During the model training phase of the competition, this unseen test set is comprised of approximately 1 million rows of historical data.
During the live forecasting phase, the test set will use periodically updated live market data.
Note that during the second (forecasting) phase of the competition, the notebook time limits will scale with the number of trades presented in the test set. Refer to the Code Requirements for details.

Files
1. train.csv - the training set, contains historical data and returns
2. example_test.csv - a mock test set which represents the structure of the unseen test set. You will not be directly using the test set or sample submission in this competition, as the time-series API will get/set the test set and predictions.
3. example_sample_submission.csv - a mock sample submission file in the correct format
4. features.csv - metadata pertaining to the anonymized features

   

# Evaluation metrics 


This competition is evaluated on a utility score. Each row in the test set represents a trading opportunity for which you will be predicting an action value, 1 to make the trade and 0 to pass on it. Each trade j has an associated weight and resp, which represents a return.

For each date i, we define: p_i = \sumj(weight{ij} resp_{ij} action_{ij})

t = \frac{\sum p_i }{\sqrt{\sum p_i^2}} * \sqrt{\frac{250}{|i|}}

where |i| is the number of unique dates in the test set. The utility is then defined as: u = min(max(t,0), 6) \sum p_i.


In [None]:
!pip install ../input/datatable0110/datatable-0.11.0-cp37-cp37m-manylinux2010_x86_64.whl

In [None]:
# This Python 3 environment comes with many helpful analytics libraries installed
# It is defined by the kaggle/python Docker image: https://github.com/kaggle/docker-python
# For example, here's several helpful packages to load

import numpy as np # linear algebra
import pandas as pd # data processing, CSV file I/O (e.g. pd.read_csv)

# Input data files are available in the read-only "../input/" directory
# For example, running this (by clicking run or pressing Shift+Enter) will list all files under the input directory

import os
for dirname, _, filenames in os.walk('/kaggle/input'):
    for filename in filenames:
        print(os.path.join(dirname, filename))
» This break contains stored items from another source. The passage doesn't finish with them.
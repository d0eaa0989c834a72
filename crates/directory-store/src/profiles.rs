//! CRUD operations over the ordered in-memory profile list.

use directory_shared::{Profile, ProfileId};
use tracing::debug;

use crate::error::{Result, StoreError};

/// Owner of the canonical, ordered profile collection.
///
/// Ids come from a counter that only moves forward, so an id freed by
/// [`ProfileStore::remove`] is never handed out again.
#[derive(Debug, Clone)]
pub struct ProfileStore {
    profiles: Vec<Profile>,
    next_id: u64,
}

impl ProfileStore {
    /// Create an empty store.  The first allocated id is `1`.
    pub fn new() -> Self {
        Self {
            profiles: Vec::new(),
            next_id: 1,
        }
    }

    /// Create a store pre-populated with `profiles`, in order.
    pub fn with_profiles(profiles: impl IntoIterator<Item = Profile>) -> Result<Self> {
        let mut store = Self::new();
        for profile in profiles {
            store.append(profile)?;
        }
        Ok(store)
    }

    // ------------------------------------------------------------------
    // Ids
    // ------------------------------------------------------------------

    /// Reserve the next unused profile id.
    pub fn allocate_id(&mut self) -> ProfileId {
        let id = ProfileId(self.next_id);
        self.next_id = self.next_id.saturating_add(1);
        id
    }

    // ------------------------------------------------------------------
    // Create
    // ------------------------------------------------------------------

    /// Add a profile to the end of the list.
    pub fn append(&mut self, profile: Profile) -> Result<()> {
        if self.position(profile.id).is_some() {
            return Err(StoreError::DuplicateId(profile.id));
        }

        // Externally chosen ids (seed data) must not be allocated later.
        let after = profile
            .id
            .get()
            .checked_add(1)
            .ok_or(StoreError::IdOutOfRange(profile.id))?;
        self.next_id = self.next_id.max(after);

        debug!(profile_id = %profile.id, "appending profile");
        self.profiles.push(profile);
        Ok(())
    }

    // ------------------------------------------------------------------
    // Read
    // ------------------------------------------------------------------

    /// All profiles in insertion order.
    pub fn all(&self) -> &[Profile] {
        &self.profiles
    }

    pub fn get(&self, id: ProfileId) -> Option<&Profile> {
        self.profiles.iter().find(|p| p.id == id)
    }

    pub fn len(&self) -> usize {
        self.profiles.len()
    }

    pub fn is_empty(&self) -> bool {
        self.profiles.is_empty()
    }

    // ------------------------------------------------------------------
    // Update
    // ------------------------------------------------------------------

    /// Replace the record with `id` in place, returning the previous one.
    ///
    /// The stored record always keeps `id`, whatever id `profile` carries.
    pub fn replace(&mut self, id: ProfileId, mut profile: Profile) -> Result<Profile> {
        let index = self.position(id).ok_or(StoreError::NotFound(id))?;
        profile.id = id;
        Ok(std::mem::replace(&mut self.profiles[index], profile))
    }

    // ------------------------------------------------------------------
    // Delete
    // ------------------------------------------------------------------

    /// Remove the record with `id`, keeping the relative order of the rest.
    pub fn remove(&mut self, id: ProfileId) -> Result<Profile> {
        let index = self.position(id).ok_or(StoreError::NotFound(id))?;
        Ok(self.profiles.remove(index))
    }

    fn position(&self, id: ProfileId) -> Option<usize> {
        self.profiles.iter().position(|p| p.id == id)
    }
}

impl Default for ProfileStore {
    fn default() -> Self {
        Self::new()
    }
}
# You can write up to 20GB to the current directory (/kaggle/working/) that gets preserved as output when you create a version using "Save & Run All" 
# You can also write temporary files to /kaggle/temp/, but they won't be saved outside of the current session

In [None]:
import os
import datatable as dt
import janestreet
import xgboost as xgb
import lightgbm as lgbm
from sklearn.metrics import make_scorer

import seaborn as sns
from sklearn import ensemble 
from sklearn import metrics
from sklearn import model_selection
from sklearn.model_selection import cross_val_score,StratifiedKFold
from sklearn import decomposition
from sklearn import preprocessing 
from sklearn import pipeline
from skopt import gp_minimize
from functools import partial
from skopt import space 
from hyperopt import hp,fmin,tpe,Trials
from hyperopt.pyll.base import scope 
import lightgbm as lgbm

from catboost import CatBoostClassifier, Pool
import torch



import plotly.express as px
import plotly.graph_objects as go 
from sklearn.model_selection import StratifiedKFold , KFold, RepeatedKFold,GroupKFold , GridSearchCV , train_test_split ,TimeSeriesSplit
from sklearn.metrics import roc_auc_score
color = sns.color_palette()


import multiprocessing as mp 


import warnings 
warnings.filterwarnings('ignore')

In [None]:
%%time
train = dt.fread('/kaggle/input/jane-street-market-prediction/train.csv').to_pandas()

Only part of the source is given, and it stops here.